Brent has become less economic recently and owners Shell are currently decommissioning its oil rigs in the area. The Brent Delta was the first of 4 platforms in the field to go.

An oil platform – also known as a topside - can be decommissioned by dismantling it onsite or by cutting it into pieces and floating it away on barges. Supporting legs are sometimes left in the sea where they stand.

Shell decided to remove the Brent Delta topside in one piece. This method had been used before, though not with a platform this big.

The Brent Delta was the height of the London Eye and had a platform deck space about the same size as a football pitch. Weighing 24,000 tonnes, it had been home to 160 people and stood in 140m of water.

After 5 years planning in April 2017 the 382m long lifting vessel Pioneering Spirit slid under the Brent Delta topside and lifted it off its 3 concrete legs in only 10 seconds.

The ship then took 5 days to carry the platform 700km south to Hartlepool where it was dismantled.

"Fantastic. Probably the best thing I've ever seen in my career.”

ROBERT CULLEN Former Brent Delta Worker, Watching The Lift On 28 April 2017.

Brent Field oil rig decommissioning

For four years, Robert Cullen lived and worked on the Shell Brent Delta platform, the world's largest construction vessel. He is now taking part in it's decommission as it is lifted off to be taken to Hartlepool for recycling.

Video courtesy of Shell

Did you know …

  1. The Brent Delta platform weighs the same as 2,000 London buses.

  2. The oil rig is the first major piece of infrastructure to be decommissioned in the North Sea.

  3. More than 100 platforms are set to be completely or partially removed over the next decade in UK and Norway waters.
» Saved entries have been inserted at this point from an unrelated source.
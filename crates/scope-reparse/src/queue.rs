//! Re-parse queue.
//!
//! Pending damage lives in a [`SpanSet`]; work is handed out one line (or one column window of a
//! long line) at a time, always starting from the lowest damaged offset.

use crate::buffer::EditBuffer;
use crate::delta::TextEdit;
use crate::intervals::{DamageSpan, SpanSet};
use std::ops::Range;
use std::time::Duration;

/// One bounded piece of parser work.
#[derive(Debug, Clone, PartialEq, Eq)]
pub struct WorkUnit {
    /// Line to lex.
    pub line: usize,
    /// Columns of the line content covered by this unit.
    pub columns: Range<usize>,
    /// The queued span that selected this line.
    pub span: DamageSpan,
}

/// Ordered, coalescing set of damage waiting to be re-parsed.
#[derive(Debug, Clone, Default)]
pub struct ReparseQueue {
    spans: SpanSet,
}

impl ReparseQueue {
    /// Create an empty queue.
    pub fn new() -> Self {
        Self::default()
    }

    /// Add damage, merging it with every overlapping or touching span.
    pub fn push(&mut self, span: DamageSpan) {
        self.spans.insert(span);
    }

    /// Next unit of work, or `None` when the queue is empty or no budget is left.
    ///
    /// `resume` is the `(line, column)` where the parser stopped inside a line; it is honoured
    /// only when that line is still the lowest damaged line.
    pub fn poll_one(
        &self,
        buffer: &EditBuffer,
        resume: Option<(usize, usize)>,
        max_unit_chars: usize,
        budget_remaining: Duration,
    ) -> Option<WorkUnit> {
        if budget_remaining.is_zero() {
            return None;
        }
        let span = *self.spans.first()?;
        let line = buffer.char_to_line(span.start);
        let line_len = buffer.line_len(line);

        let from = match resume {
            Some((resume_line, column)) if resume_line == line => column.min(line_len),
            _ => 0,
        };
        let to = from.saturating_add(max_unit_chars.max(1)).min(line_len);

        Some(WorkUnit {
            line,
            columns: from..to,
            span,
        })
    }

    /// Drop damage located before `offset`; called once a line is finished.
    pub fn retire_before(&mut self, offset: usize) {
        self.spans.retire_before(offset);
    }

    /// Translate queued damage through an edit and add the edit's own damage.
    pub fn apply_edit(&mut self, edit: &TextEdit) {
        self.spans.apply_edit(edit);
    }

    /// Drop every pending span.
    pub fn clear(&mut self) {
        self.spans.clear();
    }

    /// Pending spans in ascending order.
    pub fn spans(&self) -> &[DamageSpan] {
        self.spans.as_slice()
    }

    /// Number of disjoint pending spans.
    pub fn len(&self) -> usize {
        self.spans.len()
    }

    /// Whether no damage is pending.
    pub fn is_empty(&self) -> bool {
        self.spans.is_empty()
    }
}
Difference the decommissioning made

With around 100 oil platforms set to be decommissioned in the next 10 years the Brent Delta removal has shown the work can be done smoothly and with limited environmental damage.

Brent Delta will be 97% recycled. This should demonstrate that oil rig decommissioning work need not have a major impact on the environment.

How the work was done

The Brent Delta platform removal took 5 years of study, preparation and engineering work.

Preparation saw engineers strengthen the platform underdeck, install lift points on the rig and cut through the 3 massive concrete legs that the platform stood on. Unlike most other rigs - which have steel legs - Brent Delta sat on reinforced concrete columns.

Offshore engineers Allseas built the 382m long lifting vessel Pioneering Spirit specially for the Brent Delta job.

The twin-hulled colossus was built in South Korea and designed to straddle an oil platform and remove an entire topside in a single lift.

Pioneering Spirit is the same length as 6 jumbo jets sitting nose to tail. The vessel looks a bit like 2 ships welded together side to side but with a gap the width of an oil rig in between. It's equipped with 16 hydraulic lifting arms.

The Brent Delta removal was the heaviest ever marine lift and a world record.

People who made it happen

  • Client: Shell International plc
  • Main contractors: Offshore engineers Allseas Group S.A.